Hold the sadness and pain of samsara in your heart and at the same time the power and vision of the Great Eastern Sun. Then the warrior can make a proper cup of tea. – Chogyam Trungpa
My cat, Carl, is 15 years old. And he is dying. Since my dog Bernadette passed away earlier in the month, Carl is the last of the Old Guard at my homestead. In this cycle of birth and death in which we find ourselves, the energy of old life forces must give way to the new.
I got Carl and his brother Lenny in 2003 when I lived in Florida. They were a gift from my friends Rich and Michelle after my first cat, Krishna, passed away. Lenny died at the age of 4 from some rare feline virus. This was Lenny:
Fortunately, Carl moped and hissed and snarled his way into old age.
Carl’s health took an enormous downturn after Bernadette’s passing. I am nearly certain that he would have died weeks ago if it wasn’t for my new pup, Jesse, and the gentle compassion (and occasional playful harassment) that he provides to Carl. For a while there, Carl seemed to be improving, but now it’s almost time for him to let go and end the struggle. But he’s a fucking tough guy. He is rising to the occasion as though he wants to give everything he’s got to this final challenge and for the moment, he’s giving a big middle claw to the Grim Reaper, while simultaneously making it crystal clear that he doesn’t need my sympathy – just occasional bowls of tuna juice so he can recharge himself for the fight. Damn straight.

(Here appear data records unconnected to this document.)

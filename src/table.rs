//! Strict parsing of server-rendered tables.
//!
//! A table is a header row and its data rows. The header row must hold no
//! data cells and exactly the expected header texts; each data row must hold
//! no header cells and exactly as many data cells as there are headers. Rows
//! are turned into records one at a time, as the caller consumes them.
//!
//! Usually the header is simply the first row. Some pages put the header row
//! directly under `<table>` and the data rows in an explicit `<tbody>`; the
//! parser then gives the header its own implied `tbody`, and [`RowLayout::Split`]
//! locates the two separately.

use scraper::{ElementRef, Html};

use crate::dom;
use crate::error::{Result, structure};

/// What the header row of a table must contain.
#[derive(Debug, Clone, Copy)]
pub enum Headers {
    /// Header texts, in column order.
    Texts(&'static [&'static str]),
    /// Only the number of header cells is fixed.
    Count(usize),
}

impl Headers {
    pub fn len(&self) -> usize {
        match self {
            Headers::Texts(texts) => texts.len(),
            Headers::Count(count) => *count,
        }
    }

    pub fn is_empty(&self) -> bool {
        self.len() == 0
    }
}

/// One table layout: its headers and how a row becomes a record.
pub trait TableSchema {
    type Record;

    /// Selector, relative to the header row, for the elements carrying header
    /// text.
    fn header_path(&self) -> &'static str {
        ":scope > th"
    }

    fn headers(&self) -> Headers;

    /// `cells` holds exactly `headers().len()` data cells.
    fn parse_row(&self, cells: &[ElementRef<'_>]) -> Result<Self::Record>;
}

pub fn check_table_headers(row: ElementRef<'_>, header_path: &str, headers: Headers) -> Result<()> {
    let data_cells = dom::select_from(row, ":scope > td")?;
    if !data_cells.is_empty() {
        return Err(structure(format!(
            "header row holds {} data cells",
            data_cells.len()
        )));
    }

    let found = dom::select_from(row, header_path)?;
    if found.len() != headers.len() {
        return Err(structure(format!(
            "header row holds {} headers, expected {}",
            found.len(),
            headers.len()
        )));
    }
    if let Headers::Texts(texts) = headers {
        for (position, (header, expected)) in found.iter().zip(texts).enumerate() {
            let text = dom::text_content(*header);
            if text != *expected {
                return Err(structure(format!(
                    "header {} is {text:?}, expected {expected:?}",
                    position + 1
                )));
            }
        }
    }
    Ok(())
}

pub fn check_table_row_for_data<'a>(
    row: ElementRef<'a>,
    cell_count: usize,
) -> Result<Vec<ElementRef<'a>>> {
    let header_cells = dom::select_from(row, ":scope > th")?;
    if !header_cells.is_empty() {
        return Err(structure(format!(
            "data row holds {} header cells",
            header_cells.len()
        )));
    }
    let cells = dom::select_from(row, ":scope > td")?;
    if cells.len() != cell_count {
        return Err(structure(format!(
            "data row holds {} cells, expected {cell_count}",
            cells.len()
        )));
    }
    Ok(cells)
}

/// Where the header row and the data rows of a table are.
#[derive(Debug, Clone, Copy)]
pub enum RowLayout {
    /// All rows match one selector and the first of them is the header.
    HeaderFirst(&'static str),
    /// Exactly one row matches `header`; every row matching `data` is data.
    Split {
        header: &'static str,
        data: &'static str,
    },
}

/// Records of an already fetched table, parsed lazily.
///
/// The sequence is finite and cannot be restarted; getting the rows again
/// means fetching the page again. Iteration stops after the first error.
pub struct TableRows<S: TableSchema> {
    document: Html,
    data_path: &'static str,
    schema: S,
    next: usize,
    end: usize,
}

impl<S: TableSchema> TableRows<S> {
    /// Validates the header row and prepares the data rows of `layout`.
    pub fn new(document: Html, layout: RowLayout, schema: S) -> Result<Self> {
        let (data_path, next, end) = match layout {
            RowLayout::HeaderFirst(rows_path) => {
                let rows = dom::select(&document, rows_path)?;
                let header = rows
                    .first()
                    .ok_or_else(|| structure(format!("no table rows at {rows_path:?}")))?;
                check_table_headers(*header, schema.header_path(), schema.headers())?;
                (rows_path, 1, rows.len())
            }
            RowLayout::Split { header, data } => {
                let header = dom::select_one(&document, header)?;
                check_table_headers(header, schema.header_path(), schema.headers())?;
                (data, 0, dom::select(&document, data)?.len())
            }
        };

        Ok(TableRows {
            document,
            data_path,
            schema,
            next,
            end,
        })
    }

    fn parse_at(&self, index: usize) -> Result<S::Record> {
        let rows = dom::select(&self.document, self.data_path)?;
        let row = rows
            .get(index)
            .copied()
            .ok_or_else(|| structure(format!("table row {index} disappeared")))?;
        let cells = check_table_row_for_data(row, self.schema.headers().len())?;
        self.schema.parse_row(&cells)
    }
}

impl<S: TableSchema> Iterator for TableRows<S> {
    type Item = Result<S::Record>;

    fn next(&mut self) -> Option<Self::Item> {
        if self.next >= self.end {
            return None;
        }
        let result = self.parse_at(self.next);
        self.next = if result.is_ok() { self.next + 1 } else { self.end };
        Some(result)
    }

    fn size_hint(&self) -> (usize, Option<usize>) {
        (0, Some(self.end - self.next))
    }
}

Meanwhile, Jesse is settling in wonderfully. Here he is in another crappy flip-phone picture I took last night:
Back in March, I wrote a scathing post about Carl for my previous blog. I have decided that I am going to re-post it today as a tribute to the toughest feline motherfucker I’ve ever known. If anyone finds it to be an inappropriate homage to a dying creature, keep in mind that he’s a frigging cat. I love you, Carl. Fight the good fight, Brother, but it’s okay to let go when you’ve had enough. With a final meow, Samsara becomes Nirvana.